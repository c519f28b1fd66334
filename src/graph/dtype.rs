use serde::{Deserialize, Serialize};
use std::fmt;
use std::str::FromStr;

use crate::error::{OpsError, Result};

/// Numeric precision tag carried by every tensor and variable.
///
/// Values are always held as `f32` on the CPU; `Float16` tensors are rounded
/// through `half::f16` whenever the session materializes them.
#[derive(Debug, Clone, Copy, PartialEq, Eq, Hash, Serialize, Deserialize)]
#[serde(rename_all = "snake_case")]
pub enum DType {
    Float32,
    Float16,
}

impl DType {
    pub fn parse(name: &str) -> Result<DType> {
        match name {
            "float32" => Ok(DType::Float32),
            "float16" => Ok(DType::Float16),
            other => Err(OpsError::Configuration(format!("dtype not defined: {other}"))),
        }
    }

    pub fn name(&self) -> &'static str {
        match self {
            DType::Float32 => "float32",
            DType::Float16 => "float16",
        }
    }

    /// Rounds a value to the precision this dtype can represent.
    pub fn round(&self, x: f32) -> f32 {
        match self {
            DType::Float32 => x,
            DType::Float16 => half::f16::from_f32(x).to_f32(),
        }
    }
}

impl Default for DType {
    fn default() -> Self {
        DType::Float32
    }
}

impl FromStr for DType {
    type Err = OpsError;

    fn from_str(s: &str) -> Result<DType> {
        DType::parse(s)
    }
}

impl fmt::Display for DType {
    fn fmt(&self, f: &mut fmt::Formatter<'_>) -> fmt::Result {
        f.write_str(self.name())
    }
}

#[cfg(test)]
mod tests {
    use super::*;

    #[test]
    fn parses_known_names() {
        assert_eq!(DType::parse("float32"), Ok(DType::Float32));
        assert_eq!("float16".parse::<DType>(), Ok(DType::Float16));
    }

    #[test]
    fn rejects_unknown_names() {
        assert!(matches!(DType::parse("int8"), Err(OpsError::Configuration(_))));
    }

    #[test]
    fn float16_rounds() {
        let x = 0.1_f32;
        assert_ne!(DType::Float16.round(x), x);
        assert_eq!(DType::Float32.round(x), x);
    }
}
//! Service layer

pub mod auth;

pub use auth::{AuthConfig, AuthError, AuthService, TokenClaims};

= = = =

■ TASK TO COMPLETE: Bring together all lines in the records where the word "OpsError" is found.

■ SOLUTION BELOW:
use crate::error::{OpsError, Result};
            other => Err(OpsError::Configuration(format!("dtype not defined: {other}"))),
    type Err = OpsError;
        assert!(matches!(DType::parse("int8"), Err(OpsError::Configuration(_))));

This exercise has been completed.